◆ **ABOUT THIS EXERCISE**: After locating the line that contains "pub const PLIC_BASE: u64 = 0xc00_0000;" in the records below, write out exactly that line and each line after it through the one that contains "const PLIC_SOURCES: u64 = 32;", and nothing else.

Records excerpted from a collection
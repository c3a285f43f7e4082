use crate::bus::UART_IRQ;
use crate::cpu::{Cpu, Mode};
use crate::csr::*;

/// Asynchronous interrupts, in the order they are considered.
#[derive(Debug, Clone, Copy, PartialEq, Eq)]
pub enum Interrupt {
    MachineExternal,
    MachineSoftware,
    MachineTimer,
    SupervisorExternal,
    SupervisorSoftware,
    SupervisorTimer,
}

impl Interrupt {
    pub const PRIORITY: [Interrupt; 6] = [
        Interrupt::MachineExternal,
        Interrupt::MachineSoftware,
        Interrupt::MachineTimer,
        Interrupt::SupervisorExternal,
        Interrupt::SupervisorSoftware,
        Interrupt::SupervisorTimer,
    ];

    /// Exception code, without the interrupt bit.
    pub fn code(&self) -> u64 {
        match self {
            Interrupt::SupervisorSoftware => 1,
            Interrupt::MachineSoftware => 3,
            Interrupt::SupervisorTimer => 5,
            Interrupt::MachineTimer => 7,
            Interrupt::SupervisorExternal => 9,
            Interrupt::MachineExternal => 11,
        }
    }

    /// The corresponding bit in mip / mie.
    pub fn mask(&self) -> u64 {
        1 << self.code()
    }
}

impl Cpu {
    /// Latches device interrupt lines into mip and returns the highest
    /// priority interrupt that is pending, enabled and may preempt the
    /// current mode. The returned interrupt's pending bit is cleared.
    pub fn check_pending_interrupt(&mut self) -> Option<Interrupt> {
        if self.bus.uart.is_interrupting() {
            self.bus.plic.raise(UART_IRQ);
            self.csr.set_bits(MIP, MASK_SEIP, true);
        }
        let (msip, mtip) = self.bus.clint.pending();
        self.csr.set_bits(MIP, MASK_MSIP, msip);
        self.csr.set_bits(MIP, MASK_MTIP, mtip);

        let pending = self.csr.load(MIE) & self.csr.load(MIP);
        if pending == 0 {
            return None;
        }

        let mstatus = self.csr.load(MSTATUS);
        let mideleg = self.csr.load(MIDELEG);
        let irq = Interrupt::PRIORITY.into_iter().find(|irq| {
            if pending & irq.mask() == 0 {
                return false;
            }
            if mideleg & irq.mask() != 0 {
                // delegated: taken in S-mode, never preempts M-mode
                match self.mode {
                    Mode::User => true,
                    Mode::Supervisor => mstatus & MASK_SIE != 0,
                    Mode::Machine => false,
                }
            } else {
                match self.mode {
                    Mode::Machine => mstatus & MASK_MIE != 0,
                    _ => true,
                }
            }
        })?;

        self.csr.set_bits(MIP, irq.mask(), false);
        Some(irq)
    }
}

* * *

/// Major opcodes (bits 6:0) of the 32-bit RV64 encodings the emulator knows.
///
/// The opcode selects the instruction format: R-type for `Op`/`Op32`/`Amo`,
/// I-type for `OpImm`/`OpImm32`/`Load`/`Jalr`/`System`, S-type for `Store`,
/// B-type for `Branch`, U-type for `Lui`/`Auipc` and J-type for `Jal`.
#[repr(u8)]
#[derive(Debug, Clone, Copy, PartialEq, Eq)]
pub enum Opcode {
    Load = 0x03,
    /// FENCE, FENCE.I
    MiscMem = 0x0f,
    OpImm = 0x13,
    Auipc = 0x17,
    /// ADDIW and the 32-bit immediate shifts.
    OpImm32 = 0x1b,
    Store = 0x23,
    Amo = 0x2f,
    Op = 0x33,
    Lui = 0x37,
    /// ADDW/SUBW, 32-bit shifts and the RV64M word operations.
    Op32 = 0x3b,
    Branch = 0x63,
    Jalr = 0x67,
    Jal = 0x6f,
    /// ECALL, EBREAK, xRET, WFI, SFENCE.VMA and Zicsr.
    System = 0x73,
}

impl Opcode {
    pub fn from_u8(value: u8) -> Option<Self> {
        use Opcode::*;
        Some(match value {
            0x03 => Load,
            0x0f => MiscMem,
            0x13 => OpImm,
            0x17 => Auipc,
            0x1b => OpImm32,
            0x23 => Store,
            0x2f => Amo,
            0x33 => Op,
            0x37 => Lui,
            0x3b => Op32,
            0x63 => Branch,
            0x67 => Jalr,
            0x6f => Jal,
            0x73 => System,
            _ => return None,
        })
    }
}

==

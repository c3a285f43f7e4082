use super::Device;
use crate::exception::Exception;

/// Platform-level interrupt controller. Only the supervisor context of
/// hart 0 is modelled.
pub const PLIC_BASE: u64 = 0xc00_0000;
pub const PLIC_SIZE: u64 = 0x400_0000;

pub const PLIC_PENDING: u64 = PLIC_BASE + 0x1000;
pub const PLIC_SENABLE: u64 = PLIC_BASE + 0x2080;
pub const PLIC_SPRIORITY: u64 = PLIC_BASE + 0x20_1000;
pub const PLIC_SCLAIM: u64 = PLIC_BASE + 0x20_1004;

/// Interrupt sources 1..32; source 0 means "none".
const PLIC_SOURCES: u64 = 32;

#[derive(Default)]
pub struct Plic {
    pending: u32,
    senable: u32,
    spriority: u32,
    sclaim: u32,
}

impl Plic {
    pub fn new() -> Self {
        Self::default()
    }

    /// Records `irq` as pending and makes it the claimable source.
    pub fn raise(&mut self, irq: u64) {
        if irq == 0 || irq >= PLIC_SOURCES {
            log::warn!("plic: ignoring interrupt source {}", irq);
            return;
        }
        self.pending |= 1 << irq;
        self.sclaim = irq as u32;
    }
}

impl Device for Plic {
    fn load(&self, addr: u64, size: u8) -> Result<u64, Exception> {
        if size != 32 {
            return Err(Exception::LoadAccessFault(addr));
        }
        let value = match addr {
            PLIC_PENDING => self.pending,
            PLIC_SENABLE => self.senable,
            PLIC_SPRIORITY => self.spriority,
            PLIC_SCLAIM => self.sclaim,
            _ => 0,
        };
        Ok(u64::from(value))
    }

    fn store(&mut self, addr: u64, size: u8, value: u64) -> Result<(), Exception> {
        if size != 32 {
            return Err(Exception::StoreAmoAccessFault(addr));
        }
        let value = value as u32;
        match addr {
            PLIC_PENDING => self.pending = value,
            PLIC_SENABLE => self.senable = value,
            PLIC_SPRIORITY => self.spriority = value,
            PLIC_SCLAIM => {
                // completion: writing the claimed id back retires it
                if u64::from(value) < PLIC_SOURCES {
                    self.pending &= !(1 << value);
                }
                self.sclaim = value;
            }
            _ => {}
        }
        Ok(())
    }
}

◆ **RESULT BELOW**:
pub const PLIC_BASE: u64 = 0xc00_0000;
pub const PLIC_SIZE: u64 = 0x400_0000;

pub const PLIC_PENDING: u64 = PLIC_BASE + 0x1000;
pub const PLIC_SENABLE: u64 = PLIC_BASE + 0x2080;
pub const PLIC_SPRIORITY: u64 = PLIC_BASE + 0x20_1000;
pub const PLIC_SCLAIM: u64 = PLIC_BASE + 0x20_1004;

/// Interrupt sources 1..32; source 0 means "none".
const PLIC_SOURCES: u64 = 32;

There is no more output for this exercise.